Exercise requirements: Lines of the data that contain the word "rename" are the ones to copy.

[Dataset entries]
//! Core domain model for Transferlens: player records, feature vectors,
//! checkpoint state and the CSV row codec shared across the pipeline.

use chrono::{NaiveDate, NaiveTime};
use serde::{Deserialize, Serialize};

pub const CRATE_NAME: &str = "tl-core";

/// Date format used on the stats site, e.g. "Jan 20, 2025".
pub const SITE_DATE_FORMAT: &str = "%b %d, %Y";

/// Canonical partition header. Column order is load-bearing: the consolidator
/// strips `name` by header position and the model consumes the rest.
pub const PARTITION_HEADER: &str =
    "transfer,name,age,market_value,position,joined_ts,expires_ts,appearances,goals,assists,team_rank";

/// Resume position of the crawl: next unit of work to attempt.
/// Wire field names match the stored progress object.
#[derive(Debug, Clone, Copy, Default, PartialEq, Eq, Serialize, Deserialize)]
pub struct CheckpointState {
    #[serde(rename = "team_idx")]
    pub team_index: usize,
    #[serde(rename = "player_idx")]
    pub player_index: usize,
}

impl CheckpointState {
    pub fn new(team_index: usize, player_index: usize) -> Self {
        Self {
            team_index,
            player_index,
        }
    }
}

/// The fixed position enumeration the model was trained on.
#[derive(Debug, Clone, Copy, PartialEq, Eq, Serialize, Deserialize)]
pub enum Position {
    Goalkeeper,
    Defender,
    Midfield,
    Attack,
}

impl Position {
    pub fn code(self) -> i64 {
        match self {
            Position::Goalkeeper => 0,
            Position::Defender => 1,
            Position::Midfield => 2,
            Position::Attack => 3,
        }
    }

    /// Substring match against the site's position labels ("Goalkeeper",
    /// "Defensive Midfield", "Attack", ...).
    pub fn from_label(label: &str) -> Option<Self> {
        let lower = label.to_ascii_lowercase();
        [
            ("goalkeeper", Position::Goalkeeper),
            ("defender", Position::Defender),
            ("midfield", Position::Midfield),
            ("attack", Position::Attack),
        ]
        .into_iter()
        .find(|(needle, _)| lower.contains(needle))
        .map(|(_, position)| position)
    }
}

/// `-1` stands in for any label outside the fixed enumeration.
pub fn position_code(label: Option<&str>) -> i64 {
    label
        .and_then(Position::from_label)
        .map(Position::code)
        .unwrap_or(-1)
}

/// Absent, "-", or unparseable dates are all "no date".
pub fn parse_site_date(raw: &str) -> Option<NaiveDate> {
    let trimmed = raw.trim();
    if trimmed.is_empty() || trimmed == "-" {
        return None;
    }
    NaiveDate::parse_from_str(trimmed, SITE_DATE_FORMAT).ok()
}

/// Unix timestamp at UTC midnight, 0 when the date is absent.
pub fn date_to_ts(raw: Option<&str>) -> i64 {
    raw.and_then(parse_site_date)
        .map(|date| date.and_time(NaiveTime::MIN).and_utc().timestamp())
        .unwrap_or(0)
}

/// Reduces the site's display string ("€25.00m", "-") to a bare number by
/// keeping digits and the decimal point, 0.0 when nothing parses.
pub fn parse_market_value(raw: Option<&str>) -> f64 {
    let Some(raw) = raw else {
        return 0.0;
    };
    let filtered: String = raw
        .chars()
        .filter(|c| c.is_ascii_digit() || *c == '.')
        .collect();
    filtered.parse().unwrap_or(0.0)
}

/// "2023/24" → June 30 of the season's closing year.
pub fn season_end(reference_season: &str) -> Option<NaiveDate> {
    let (_, tail) = reference_season.split_once('/')?;
    let year: i32 = tail.trim().parse().ok()?;
    NaiveDate::from_ymd_opt(2000 + year, 6, 30)
}

/// 1 when the join date falls strictly after the reference season's end.
/// A missing join date cannot witness a move, so it labels 0.
pub fn transfer_label(joined: Option<NaiveDate>, reference_season: &str) -> u8 {
    match (joined, season_end(reference_season)) {
        (Some(joined), Some(end)) if joined > end => 1,
        _ => 0,
    }
}

/// Raw profile fields as scraped. Everything the site may omit is an Option;
/// defaulting happens exactly once, in `PlayerRecord::from_profile` or
/// `FeatureVector::from_profile`.
#[derive(Debug, Clone, Default, PartialEq, Serialize, Deserialize)]
pub struct PlayerProfile {
    pub name: Option<String>,
    pub age: Option<u32>,
    pub position: Option<String>,
    pub market_value: Option<String>,
    pub joined: Option<String>,
    pub contract_expires: Option<String>,
    pub appearances: u32,
    pub goals: u32,
    pub assists: u32,
    pub rank: u32,
}

/// One partition row: a player's attributes plus the derived transfer label.
/// Constructed once per fetch, appended, never mutated afterwards.
#[derive(Debug, Clone, PartialEq, Serialize, Deserialize)]
pub struct PlayerRecord {
    pub transfer: u8,
    pub name: String,
    pub age: u32,
    pub market_value: f64,
    pub position: i64,
    pub joined_ts: i64,
    pub expires_ts: i64,
    pub appearances: u32,
    pub goals: u32,
    pub assists: u32,
    pub team_rank: u32,
}

impl PlayerRecord {
    pub fn from_profile(profile: &PlayerProfile, team_rank: u32, reference_season: &str) -> Self {
        let joined = profile.joined.as_deref().and_then(parse_site_date);
        Self {
            transfer: transfer_label(joined, reference_season),
            name: profile.name.clone().unwrap_or_default(),
            age: profile.age.unwrap_or(0),
            market_value: parse_market_value(profile.market_value.as_deref()),
            position: position_code(profile.position.as_deref()),
            joined_ts: date_to_ts(profile.joined.as_deref()),
            expires_ts: date_to_ts(profile.contract_expires.as_deref()),
            appearances: profile.appearances,
            goals: profile.goals,
            assists: profile.assists,
            team_rank,
        }
    }

    /// One CSV row in `PARTITION_HEADER` column order.
    pub fn to_csv_row(&self) -> String {
        [
            self.transfer.to_string(),
            csv_escape(&self.name),
            self.age.to_string(),
            self.market_value.to_string(),
            self.position.to_string(),
            self.joined_ts.to_string(),
            self.expires_ts.to_string(),
            self.appearances.to_string(),
            self.goals.to_string(),
            self.assists.to_string(),
            self.team_rank.to_string(),
        ]
        .join(",")
    }
}

/// The 9-field input the scoring endpoint expects, in wire order.
#[derive(Debug, Clone, Copy, PartialEq)]
pub struct FeatureVector {
    pub age: u32,
    pub market_value: f64,
    pub joined_ts: i64,
    pub expires_ts: i64,
    pub appearances: u32,
    pub goals: u32,
    pub assists: u32,
    pub rank: u32,
    pub position: i64,
}

impl FeatureVector {
    pub fn from_profile(profile: &PlayerProfile) -> Self {
        Self {
            age: profile.age.unwrap_or(0),
            market_value: parse_market_value(profile.market_value.as_deref()),
            joined_ts: date_to_ts(profile.joined.as_deref()),
            expires_ts: date_to_ts(profile.contract_expires.as_deref()),
            appearances: profile.appearances,
            goals: profile.goals,
            assists: profile.assists,
            rank: profile.rank,
            position: position_code(profile.position.as_deref()),
        }
    }

    /// CSV line encoding: age,market_value,joined_ts,expires_ts,appearances,
    /// goals,assists,rank,position.
    pub fn to_csv_line(&self) -> String {
        format!(
            "{},{},{},{},{},{},{},{},{}",
            self.age,
            self.market_value,
            self.joined_ts,
            self.expires_ts,
            self.appearances,
            self.goals,
            self.assists,
            self.rank,
            self.position
        )
    }
}

/// Quotes a CSV field only when it needs quoting.
pub fn csv_escape(field: &str) -> String {
    if field.contains(',') || field.contains('"') || field.contains('\n') {
        format!("\"{}\"", field.replace('"', "\"\""))
    } else {
        field.to_string()
    }
}

/// Splits one CSV line honoring double-quoted fields.
pub fn split_csv_line(line: &str) -> Vec<String> {
    let mut fields = Vec::new();
    let mut current = String::new();
    let mut in_quotes = false;
    let mut chars = line.chars().peekable();
    while let Some(ch) = chars.next() {
        match ch {
            '"' if in_quotes => {
                if chars.peek() == Some(&'"') {
                    chars.next();
                    current.push('"');
                } else {
                    in_quotes = false;
                }
            }
            '"' => in_quotes = true,
            ',' if !in_quotes => {
                fields.push(std::mem::take(&mut current));
            }
            _ => current.push(ch),
        }
    }
    fields.push(current);
    fields
}

/// Index of a named column in a CSV header line.
pub fn column_index(header_line: &str, column: &str) -> Option<usize> {
    split_csv_line(header_line)
        .iter()
        .position(|field| field.eq_ignore_ascii_case(column))
}

#[cfg(test)]
mod tests {
    use super::*;

    #[test]
    fn position_codes_match_the_training_encoding() {
        assert_eq!(position_code(Some("Goalkeeper")), 0);
        assert_eq!(position_code(Some("Defender")), 1);
        assert_eq!(position_code(Some("Defensive Midfield")), 2);
        assert_eq!(position_code(Some("Attack")), 3);
    }

    #[test]
    fn unknown_position_maps_to_sentinel() {
        assert_eq!(position_code(Some("Libero")), -1);
        assert_eq!(position_code(None), -1);
    }

    #[test]
    fn dash_and_empty_dates_collapse_to_zero() {
        assert_eq!(date_to_ts(Some("-")), 0);
        assert_eq!(date_to_ts(Some("  ")), 0);
        assert_eq!(date_to_ts(None), 0);
        assert_eq!(date_to_ts(Some("not a date")), 0);
    }

    #[test]
    fn site_dates_parse_to_utc_midnight() {
        // Jan 1, 2020 00:00:00 UTC
        assert_eq!(date_to_ts(Some("Jan 1, 2020")), 1_577_836_800);
    }

    #[test]
    fn market_value_strips_currency_decoration() {
        assert_eq!(parse_market_value(Some("€25.00m")), 25.0);
        assert_eq!(parse_market_value(Some("$1.5m")), 1.5);
        assert_eq!(parse_market_value(Some("-")), 0.0);
        assert_eq!(parse_market_value(None), 0.0);
    }

    #[test]
    fn transfer_label_compares_against_season_end() {
        let before = NaiveDate::from_ymd_opt(2024, 6, 30).unwrap();
        let after = NaiveDate::from_ymd_opt(2024, 7, 1).unwrap();
        assert_eq!(transfer_label(Some(before), "2023/24"), 0);
        assert_eq!(transfer_label(Some(after), "2023/24"), 1);
        assert_eq!(transfer_label(None, "2023/24"), 0);
    }

    #[test]
    fn record_defaults_missing_fields_at_construction() {
        let profile = PlayerProfile {
            name: None,
            position: Some("Winger".to_string()),
            ..Default::default()
        };
        let record = PlayerRecord::from_profile(&profile, 7, "2023/24");
        assert_eq!(record.name, "");
        assert_eq!(record.age, 0);
        assert_eq!(record.market_value, 0.0);
        assert_eq!(record.position, -1);
        assert_eq!(record.joined_ts, 0);
        assert_eq!(record.team_rank, 7);
    }

    #[test]
    fn feature_vector_wire_order_is_stable() {
        let vector = FeatureVector {
            age: 24,
            market_value: 25.0,
            joined_ts: 1_600_000_000,
            expires_ts: 1_700_000_000,
            appearances: 30,
            goals: 12,
            assists: 5,
            rank: 3,
            position: 3,
        };
        assert_eq!(
            vector.to_csv_line(),
            "24,25,1600000000,1700000000,30,12,5,3,3"
        );
    }

    #[test]
    fn csv_codec_round_trips_quoted_names() {
        let escaped = csv_escape("Silva, Jr.");
        assert_eq!(escaped, "\"Silva, Jr.\"");
        let line = format!("1,{escaped},22");
        assert_eq!(split_csv_line(&line), vec!["1", "Silva, Jr.", "22"]);
    }

    #[test]
    fn header_column_lookup() {
        assert_eq!(column_index(PARTITION_HEADER, "name"), Some(1));
        assert_eq!(column_index(PARTITION_HEADER, "team_rank"), Some(10));
        assert_eq!(column_index(PARTITION_HEADER, "missing"), None);
    }
}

Response for this exercise:
    #[serde(rename = "team_idx")]
    #[serde(rename = "player_idx")]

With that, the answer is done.